# First Engagement Session



## Wabusk (Aug 18, 2010)

Been at the photography thing for a few years now but only really focused on travel/street photography but when i was at a friends cottage last week and they announced they got engaged the night before I convinced them to let me shoot a few shots in the area that it happened.

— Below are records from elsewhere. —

//! Command handlers -- one module per subcommand

pub mod config;
pub mod list;
pub mod run;
//! Scenarios against the real deployment.
//!
//! Ignored by default so the suite stays hermetic; run with:
//!
//! ```bash
//! cargo test -p restcanary-lifecycle --test e2e -- --ignored
//! ```
//!
//! Each run creates and deletes one object, so repeated runs leave no
//! residue on the service.

use restcanary_core::config::CanaryConfig;
use restcanary_core::report::Verdict;
use restcanary_lifecycle::{HttpObjectsApi, LifecycleRunner, check_list_objects};

#[tokio::test]
#[ignore = "requires network access to restful-api.dev"]
async fn full_lifecycle_against_live_service() {
    let config = CanaryConfig::default();
    let api = HttpObjectsApi::from_config(&config.service).unwrap();
    let report = LifecycleRunner::new(api, &config).run().await;

    assert_eq!(report.overall(), Verdict::Passed, "report: {report:?}");
    assert_eq!(report.passed, 6);
}

#[tokio::test]
#[ignore = "requires network access to restful-api.dev"]
async fn live_seed_list_satisfies_presence_checks() {
    let config = CanaryConfig::default();
    let api = HttpObjectsApi::from_config(&config.service).unwrap();

    check_list_objects(&api, false).await.unwrap();
}
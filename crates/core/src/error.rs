//! 에러 타입 -- 도메인별 에러 정의

/// Restcanary 최상위 에러 타입
#[derive(Debug, thiserror::Error)]
pub enum CanaryError {
    /// 설정 관련 에러
    #[error("config error: {0}")]
    Config(#[from] ConfigError),

    /// HTTP 전송 에러
    #[error("transport error: {0}")]
    Transport(#[from] TransportError),

    /// API 계약 위반
    #[error("contract violation: {0}")]
    Contract(#[from] ContractError),

    /// I/O 에러
    #[error("io error: {0}")]
    Io(#[from] std::io::Error),
}

/// 설정 관련 에러
#[derive(Debug, thiserror::Error)]
pub enum ConfigError {
    /// 설정 파일을 찾을 수 없음
    #[error("config file not found: {path}")]
    FileNotFound { path: String },

    /// 설정 파싱 실패
    #[error("failed to parse config: {reason}")]
    ParseFailed { reason: String },

    /// 유효하지 않은 설정 값
    #[error("invalid config value for '{field}': {reason}")]
    InvalidValue { field: String, reason: String },
}

/// HTTP 전송 에러
///
/// 원격 서비스에 도달하지 못했거나 응답 본문을 읽지 못한 경우입니다.
/// HTTP 에러 상태 코드(4xx/5xx)는 전송 에러가 아니라 계약 검증 대상입니다.
#[derive(Debug, thiserror::Error)]
pub enum TransportError {
    /// HTTP 클라이언트 생성 실패
    #[error("http client build failed: {0}")]
    ClientBuild(String),

    /// 유효하지 않은 URL
    #[error("invalid url '{url}': {reason}")]
    InvalidUrl { url: String, reason: String },

    /// 요청 전송 실패 (연결 거부, 타임아웃 등)
    #[error("{method} {url} failed: {reason}")]
    RequestFailed {
        method: String,
        url: String,
        reason: String,
    },

    /// 응답 본문 디코딩 실패
    #[error("{method} {url} returned an unreadable body: {reason}")]
    BodyDecode {
        method: String,
        url: String,
        reason: String,
    },
}

/// API 계약 위반 에러
///
/// 각 variant는 시나리오명과 기대/실제 값을 함께 담아
/// 한 줄 진단 메시지로 출력할 수 있습니다.
#[derive(Debug, thiserror::Error)]
pub enum ContractError {
    /// 기대하지 않은 HTTP 상태 코드
    #[error("{scenario}: expected status {expected}, got {actual}")]
    UnexpectedStatus {
        scenario: String,
        expected: u16,
        actual: u16,
    },

    /// 응답 본문에 필수 필드가 없음
    #[error("{scenario}: response body is missing field '{field}'")]
    MissingField { scenario: String, field: String },

    /// 응답 본문의 필드 값이 기대와 다름
    #[error("{scenario}: field '{field}' expected {expected}, got {actual}")]
    FieldMismatch {
        scenario: String,
        field: String,
        expected: String,
        actual: String,
    },

    /// 비어 있으면 안 되는 컬렉션이 비어 있음
    #[error("{scenario}: expected a non-empty collection")]
    EmptyCollection { scenario: String },

    /// 삭제된 리소스가 여전히 조회됨
    #[error("object {id} is still retrievable after deletion (status {status})")]
    StillRetrievable { id: String, status: u16 },
}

Having never done anything remotely close to a posed shoot I was surprised by how difficult I found it although I did learn a ton. Im interested in trying again but I would love some C&C on the results of my first try though.

1)
http://nkuchmak.smugmug.com/Other/Anna-Michelle-and-Glen/13398895_EenPz#974761371_LvXMv-A-LB



2)




3)




4)




5)


----------



## SageMark (Aug 18, 2010)

I adore the first one, and the rest are really great and natural looking. In your session, did you take any shots which are complimentary to the subjects (ie. every myspace person over 28 takes pictures upwards at an angle to make them look younger and skinnier)?


----------



## JimmyJaceyMom (Aug 18, 2010)

I think you have some awesome shots here but I don't think that the action (I'm assuming you have run some type of action on these?)  Is very flattering, I bet these would look more awesome without it.  Just my opinion.


----------



## Flash Harry (Aug 19, 2010)

Exposure is off and with that the colour, when did you see a sky in this hue, I copied into PS to see if my monitor was out of whack but its calibrated and less than 2 months old, bringing them up to give them some "pop" washes most of the shot out I'd suggest your metering is either wrongly set or you are metering on the wrong place before recomposing, poses are fine, I like them all but without correct exposure/colour they don't work for me. This isn't a laptop, if your editing on a lappy the screen is far too bright. H


----------



## JimmyJaceyMom (Aug 19, 2010)

I'm willing to bet that it's whatever the poster is doing in post processing that is giving this effect.  Some type of warming filter or action.  That's why I super hate actions!  lol.  I Bet these look a thousand times better without that.


----------



## thetathink (Aug 19, 2010)

Flash Harry said:


> Exposure is off and with that the colour, when did you see a sky in this hue, I copied into PS to see if my monitor was out of whack but its calibrated and less than 2 months old, bringing them up to give them some "pop" washes most of the shot out I'd suggest your metering is either wrongly set or you are metering on the wrong place before recomposing, poses are fine, I like them all but without correct exposure/colour they don't work for me. This isn't a laptop, if your editing on a lappy the screen is far too bright. H




It's called color grading. In the photography world, I guess Post Processing is a better term. Feature film/Broadcast world, we call it color grading. Either way it's a creative decision that's done in post. 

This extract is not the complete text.